After The Times of West Africa ceased to function, she went on to write for the African Morning Post (1935–40), the Nigerian Daily Times (1936–37), the Accra Evening News (1950–1960s) and the Daily Graphic (1952). When in 1951 she took on the editorship of the Accra Evening News — the paper of the Convention People's Party (CPP), founded in 1948 — she was the second woman ever to edit a newspaper in Ghana. Although the appointment ended after five months because of disagreement with CPP leader Kwame Nkrumah over editorial methods, she remained loyal to Nkrumah and the party.

==Politics==
Her involvement with politics started after Kwame Nkrumah founded his Convention People's Party (CPP), in 1949, and she became a member of staff of the nationalist Accra Evening News, joining the campaign for the end of British rule and immediate self-government for the Gold Coast. She created the awareness and the need for self-governance through her works.

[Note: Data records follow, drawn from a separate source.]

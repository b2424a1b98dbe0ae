use async_trait::async_trait;

use crate::sync::models::Checkpoint;
use paysync_common::error::PaysyncResult;

/// How a loaded checkpoint was obtained.
#[derive(Debug, Clone, Copy, PartialEq, Eq)]
pub enum CheckpointOrigin {
    /// Read from durable storage.
    Stored,
    /// Nothing persisted yet; defaults applied.
    Missing,
    /// Persisted state could not be read or parsed; defaults applied.
    Corrupt,
}

#[derive(Debug, Clone)]
pub struct LoadedCheckpoint {
    pub checkpoint: Checkpoint,
    pub origin: CheckpointOrigin,
}

#[async_trait]
pub trait CheckpointStore: Send + Sync {
    /// Load persisted state. Never fails: absence or corruption yields the default watermark.
    async fn load(&self) -> LoadedCheckpoint;

    /// Persist `checkpoint` atomically.
    async fn save(&self, checkpoint: &Checkpoint) -> PaysyncResult<()>;

    /// Remove persisted state once a bounded backfill completes.
    async fn clear(&self) -> PaysyncResult<()>;
}
use std::sync::Arc;
use std::time::Duration;

use chrono::{DateTime, Utc};
use serde_json::Value;

use crate::client::{PageSource, PaymentClientError, SourceWindow};
use crate::retry::{Governor, RetryError};
use paysync_common::EntityKind;
use paysync_config::SyncConfig;
use paysync_db::sync::models::PassProgress;

/// Where a pass stands inside its run window.
#[derive(Debug, Clone, Copy, PartialEq, Eq)]
pub struct FetchPosition {
    pub leaf_start: DateTime<Utc>,
    pub leaf_end: DateTime<Utc>,
    pub cursor: u64,
    pub completed: bool,
}

/// Pagination state of one entity pass. Leaves partition the run window in
/// chronological order, so the current leaf and cursor are enough to resume.
#[derive(Debug, Clone)]
pub struct DrainState {
    kind: EntityKind,
    run_end: DateTime<Utc>,
    leaf: SourceWindow,
    cursor: u64,
    /// The leaf has passed the ceiling check and is being paginated.
    accepted: bool,
    pages_in_leaf: u32,
    pages_total: u64,
    done: bool,
}

impl DrainState {
    pub fn start(kind: EntityKind, window: SourceWindow) -> Self {
        Self {
            kind,
            run_end: window.end,
            leaf: window,
            cursor: 0,
            accepted: false,
            pages_in_leaf: 0,
            pages_total: 0,
            done: window.start >= window.end,
        }
    }

    pub fn resume(kind: EntityKind, run_end: DateTime<Utc>, progress: &PassProgress) -> Self {
        Self {
            kind,
            run_end,
            leaf: SourceWindow::new(progress.leaf_start, progress.leaf_end),
            cursor: progress.cursor,
            accepted: progress.cursor > 0,
            pages_in_leaf: 0,
            pages_total: 0,
            done: progress.completed || progress.leaf_start >= run_end,
        }
    }

    pub fn position(&self) -> FetchPosition {
        FetchPosition {
            leaf_start: self.leaf.start,
            leaf_end: self.leaf.end,
            cursor: self.cursor,
            completed: self.done,
        }
    }

    pub fn is_done(&self) -> bool {
        self.done
    }

    fn finish_leaf(&mut self) {
        if self.leaf.end >= self.run_end {
            self.done = true;
            return;
        }
        self.leaf = SourceWindow::new(self.leaf.end, self.run_end);
        self.cursor = 0;
        self.accepted = false;
        self.pages_in_leaf = 0;
    }
}

#[derive(Debug)]
pub struct FetchedPage {
    pub records: Vec<Value>,
    /// Position to persist once `records` have been applied.
    pub position: FetchPosition,
}

/// Draws pages for one kind through the governor, splitting windows whose
/// row count exceeds the source's pagination ceiling.
pub struct Fetcher<S> {
    source: Arc<S>,
    governor: Governor,
    max_pages_per_window: u32,
    pagination_ceiling: u64,
    min_window: chrono::Duration,
    page_pause: Duration,
}

impl<S: PageSource> Fetcher<S> {
    pub fn new(source: Arc<S>, governor: Governor, config: &SyncConfig) -> Self {
        Self {
            source,
            governor,
            max_pages_per_window: config.max_pages_per_window.max(1),
            pagination_ceiling: config.pagination_ceiling,
            min_window: chrono::Duration::minutes(1),
            page_pause: config.page_pause,
        }
    }

    /// Next page of the pass, or `None` once the run window is exhausted.
    pub async fn next_page(
        &self,
        state: &mut DrainState,
    ) -> Result<Option<FetchedPage>, RetryError<PaymentClientError>> {
        loop {
            if state.done {
                return Ok(None);
            }

            if state.pages_total > 0 && !self.page_pause.is_zero() {
                tokio::time::sleep(self.page_pause).await;
            }

            let leaf = state.leaf;
            let cursor = state.cursor;
            let page = self
                .governor
                .with_retry(&format!("fetch {} page", state.kind), || {
                    self.source.fetch_page(state.kind, &leaf, cursor)
                })
                .await?;
            state.pages_total += 1;

            if !state.accepted {
                let total = page.total_items.unwrap_or(0);
                if total > self.pagination_ceiling {
                    if leaf.span() > self.min_window {
                        state.leaf = self.narrow(leaf);
                        tracing::debug!(
                            kind = %state.kind,
                            total_items = total,
                            leaf_start = %state.leaf.start,
                            leaf_end = %state.leaf.end,
                            "window over pagination ceiling, splitting"
                        );
                        continue;
                    }
                    tracing::warn!(
                        kind = %state.kind,
                        total_items = total,
                        ceiling = self.pagination_ceiling,
                        leaf_start = %leaf.start,
                        "minimal window still over pagination ceiling, rows past the ceiling are skipped"
                    );
                }
                state.accepted = true;
            }

            state.pages_in_leaf += 1;
            // The source rejects offsets at or past the ceiling.
            let next = page.next_cursor.filter(|n| *n < self.pagination_ceiling);

            match next {
                Some(n) if !page.records.is_empty() => {
                    if state.pages_in_leaf >= self.max_pages_per_window {
                        tracing::warn!(
                            kind = %state.kind,
                            pages = state.pages_in_leaf,
                            leaf_start = %leaf.start,
                            leaf_end = %leaf.end,
                            "page bound reached, moving to next window"
                        );
                        state.finish_leaf();
                    } else {
                        state.cursor = n;
                    }
                }
                _ => state.finish_leaf(),
            }

            tracing::debug!(
                kind = %state.kind,
                cursor,
                returned = page.records.len(),
                "page drained"
            );

            return Ok(Some(FetchedPage {
                records: page.records,
                position: state.position(),
            }));
        }
    }

    /// First sub-window of `window`: one day when it spans more, otherwise half.
    fn narrow(&self, window: SourceWindow) -> SourceWindow {
        let day = chrono::Duration::days(1);
        let span = window.span();
        let piece = if span > day {
            day
        } else {
            (span / 2).max(self.min_window)
        };
        SourceWindow::new(window.start, (window.start + piece).min(window.end))
    }
}

#[cfg(test)]
mod tests {
    use super::*;
    use crate::client::Page;
    use crate::retry::RetryPolicy;
    use async_trait::async_trait;
    use chrono::TimeZone;
    use serde_json::json;
    use std::sync::Mutex;

    /// Records spread over a window; serves any sub-window by filtering on `at`.
    struct TimelineSource {
        records: Vec<(DateTime<Utc>, Value)>,
        page_size: u64,
        /// Offsets at or past this are refused with a 400.
        max_offset: Option<u64>,
        calls: Mutex<Vec<(SourceWindow, u64)>>,
    }

    impl TimelineSource {
        fn new(records: Vec<(DateTime<Utc>, Value)>, page_size: u64) -> Self {
            Self {
                records,
                page_size,
                max_offset: None,
                calls: Mutex::new(Vec::new()),
            }
        }

        fn refusing_offsets_from(mut self, limit: u64) -> Self {
            self.max_offset = Some(limit);
            self
        }

        fn calls(&self) -> Vec<(SourceWindow, u64)> {
            self.calls.lock().unwrap().clone()
        }
    }

    #[async_trait]
    impl PageSource for TimelineSource {
        async fn fetch_page(
            &self,
            _kind: EntityKind,
            window: &SourceWindow,
            cursor: u64,
        ) -> Result<Page, PaymentClientError> {
            self.calls.lock().unwrap().push((*window, cursor));
            if let Some(limit) = self.max_offset {
                if cursor >= limit {
                    return Err(PaymentClientError::HttpError {
                        status: reqwest::StatusCode::BAD_REQUEST,
                        body: format!("offset beyond {limit}"),
                    });
                }
            }
            let matching: Vec<Value> = self
                .records
                .iter()
                .filter(|(at, _)| *at >= window.start && *at < window.end)
                .map(|(_, v)| v.clone())
                .collect();
            let total = matching.len() as u64;
            let records: Vec<Value> = matching
                .into_iter()
                .skip(cursor as usize)
                .take(self.page_size as usize)
                .collect();
            let next = cursor + records.len() as u64;
            Ok(Page {
                next_cursor: (records.len() as u64 == self.page_size && next < total).then_some(next),
                records,
                total_items: Some(total),
            })
        }
    }

    fn t(day: u32, hour: u32) -> DateTime<Utc> {
        Utc.with_ymd_and_hms(2025, 8, day, hour, 0, 0).unwrap()
    }

    fn config(ceiling: u64, max_pages: u32) -> SyncConfig {
        let mut config = crate::orchestrator::tests::test_config();
        config.pagination_ceiling = ceiling;
        config.max_pages_per_window = max_pages;
        config
    }

    fn records(per_day: &[(u32, usize)]) -> Vec<(DateTime<Utc>, Value)> {
        let mut out = Vec::new();
        for (day, count) in per_day {
            for i in 0..*count {
                let at = t(*day, 0) + chrono::Duration::minutes(i as i64);
                out.push((at, json!({ "id": format!("inv_{day}_{i}") })));
            }
        }
        out
    }

    async fn drain_all(fetcher: &Fetcher<TimelineSource>, state: &mut DrainState) -> Vec<Value> {
        let mut all = Vec::new();
        while let Some(page) = fetcher.next_page(state).await.unwrap() {
            all.extend(page.records);
        }
        all
    }

    fn fetcher(source: Arc<TimelineSource>, config: &SyncConfig) -> Fetcher<TimelineSource> {
        Fetcher::new(source, Governor::new(RetryPolicy::test()), config)
    }

    #[tokio::test]
    async fn drains_window_in_pages() {
        let source = Arc::new(TimelineSource::new(records(&[(1, 5)]), 2));
        let fetcher = fetcher(source.clone(), &config(100, 10));
        let mut state = DrainState::start(EntityKind::Invoice, SourceWindow::new(t(1, 0), t(2, 0)));

        let all = drain_all(&fetcher, &mut state).await;
        assert_eq!(all.len(), 5);
        assert!(state.is_done());
        let cursors: Vec<u64> = source.calls().iter().map(|(_, c)| *c).collect();
        assert_eq!(cursors, vec![0, 2, 4]);
    }

    #[tokio::test]
    async fn splits_windows_over_the_ceiling_into_days() {
        let source = Arc::new(TimelineSource::new(records(&[(1, 4), (2, 3), (3, 4)]), 10));
        let fetcher = fetcher(source.clone(), &config(5, 10));
        let mut state = DrainState::start(EntityKind::Invoice, SourceWindow::new(t(1, 0), t(4, 0)));

        let all = drain_all(&fetcher, &mut state).await;
        assert_eq!(all.len(), 11);

        let mut ids: Vec<String> = all.iter().map(|v| v["id"].as_str().unwrap().to_string()).collect();
        ids.dedup();
        assert_eq!(ids.len(), 11);
        assert_eq!(all[0]["id"], "inv_1_0");
        assert_eq!(all[10]["id"], "inv_3_3");
    }

    #[tokio::test]
    async fn minimal_window_over_ceiling_stops_at_ceiling() {
        // Ten records inside the same minute.
        let dense: Vec<_> = (0..10)
            .map(|i| (t(1, 0), json!({ "id": format!("inv_{i}") })))
            .collect();
        let source = Arc::new(TimelineSource::new(dense, 2));
        let fetcher = fetcher(source, &config(4, 10));
        let start = t(1, 0);
        let mut state = DrainState::start(
            EntityKind::Invoice,
            SourceWindow::new(start, start + chrono::Duration::minutes(1)),
        );

        let all = drain_all(&fetcher, &mut state).await;
        assert_eq!(all.len(), 4);
    }

    #[tokio::test]
    async fn resume_inside_capped_window_stops_at_ceiling() {
        let dense: Vec<_> = (0..10)
            .map(|i| (t(1, 0), json!({ "id": format!("inv_{i}") })))
            .collect();
        let source = Arc::new(TimelineSource::new(dense, 2).refusing_offsets_from(4));
        let fetcher = fetcher(source, &config(4, 10));
        let start = t(1, 0);
        let window = SourceWindow::new(start, start + chrono::Duration::minutes(1));

        let mut first = DrainState::start(EntityKind::Invoice, window);
        let page = fetcher.next_page(&mut first).await.unwrap().unwrap();
        assert_eq!(page.records.len(), 2);
        assert_eq!(page.position.cursor, 2);

        let progress = PassProgress {
            leaf_start: page.position.leaf_start,
            leaf_end: page.position.leaf_end,
            cursor: page.position.cursor,
            completed: false,
            stats: Default::default(),
        };
        let mut resumed = DrainState::resume(EntityKind::Invoice, window.end, &progress);
        let rest = drain_all(&fetcher, &mut resumed).await;

        let ids: Vec<_> = rest.iter().map(|v| v["id"].as_str().unwrap()).collect();
        assert_eq!(ids, vec!["inv_2", "inv_3"]);
        assert!(resumed.is_done());
    }

    #[tokio::test]
    async fn page_bound_moves_on() {
        let source = Arc::new(TimelineSource::new(records(&[(1, 10)]), 2));
        let fetcher = fetcher(source, &config(100, 2));
        let mut state = DrainState::start(EntityKind::Invoice, SourceWindow::new(t(1, 0), t(2, 0)));

        let all = drain_all(&fetcher, &mut state).await;
        assert_eq!(all.len(), 4);
        assert!(state.is_done());
    }

    #[tokio::test]
    async fn resumes_from_recorded_position() {
        let source = Arc::new(TimelineSource::new(records(&[(1, 5)]), 2));
        let fetcher = fetcher(source.clone(), &config(100, 10));
        let window = SourceWindow::new(t(1, 0), t(2, 0));

        let mut first = DrainState::start(EntityKind::Invoice, window);
        let page = fetcher.next_page(&mut first).await.unwrap().unwrap();
        assert_eq!(page.position.cursor, 2);

        let progress = PassProgress {
            leaf_start: page.position.leaf_start,
            leaf_end: page.position.leaf_end,
            cursor: page.position.cursor,
            completed: false,
            stats: Default::default(),
        };
        let mut resumed = DrainState::resume(EntityKind::Invoice, window.end, &progress);
        let rest = drain_all(&fetcher, &mut resumed).await;

        let ids: Vec<_> = rest.iter().map(|v| v["id"].as_str().unwrap()).collect();
        assert_eq!(ids, vec!["inv_1_2", "inv_1_3", "inv_1_4"]);
    }

    #[tokio::test]
    async fn empty_window_is_done_immediately() {
        let source = Arc::new(TimelineSource::new(Vec::new(), 2));
        let fetcher = fetcher(source.clone(), &config(100, 10));
        let mut state = DrainState::start(EntityKind::Invoice, SourceWindow::new(t(2, 0), t(1, 0)));

        assert!(fetcher.next_page(&mut state).await.unwrap().is_none());
        assert!(source.calls().is_empty());
    }
}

In the general election of 1954, she was committed to organising women for the CPP, and she was subsequently put up as a CPP candidate for Ga Rural constituency, which she won. Her election made her the first female member of the Legislative Assembly of the Gold Coast and the first African woman elected to an African Legislative Assembly.

==Creative writing==
She was a prolific author over a period of four decades – her published collections of short stories include The Happenings of the Night (1931), The Adventures of the Black Girl in her Search for Mr Shaw (1934), Anticipation (1947), The Torn Veil (1947), Payment (1947), Invisible Scar (1966) and Evidence of Passion (1969) — until her literary career was curtailed by her blindness in 1972. Her work is anthologised in collections including Langston Hughes′ An African Treasury: Articles, Essays, Stories, Poems (1960), and Margaret Busby's 1992 Daughters of Africa; (her niece Nah Dove featured in the 2019 follow-up volume New Daughters of Africa). A collection of Mabel Dove's work, Selected Writings of a Pioneer West African Feminist (edited by Stephanie Newell and Audrey Gadzekpo), was published in 2004.

==Personal life==
In September 1933, Dove married the political statesman and historian J. B. Danquah and they had a son, Vladimir. However, the marriage "did not survive Danquah's prolonged absence during the period 1934–36 when he was in England as secretary of the Gold Coast delegation" and the couple divorced in the mid-1940s.

==Selected bibliography==
- The Happenings of the Night (1931)
- The Adventures of the Black Girl in her Search for Mr Shaw (1934)
- Anticipation (1947)
- The Torn Veil (1947)
- Payment (1947)
- Invisible Scar (1966)
- Evidence of Passion (1969)
- Selected Writings of a Pioneer West African Feminist (edited by Stephanie Newell and Audrey Gadzekpo). Nottingham: Trent Editions, 2004. ISBN 1 84233 097 7.

==Legacy==
Dove's satire of George Bernard Shaw's The Adventures of the Black Girl in Her Search for God (1932), which she titled The Adventures of the Black Girl in her Search for Mr Shaw, was included in the British Library's 2015–16 exhibition West Africa: Word, Symbol, Song. Her great-niece, Tiffany Dove-Abbam (daughter of Gisela Abbam), formed The Dove Foundation for Global Change in Dove's honour.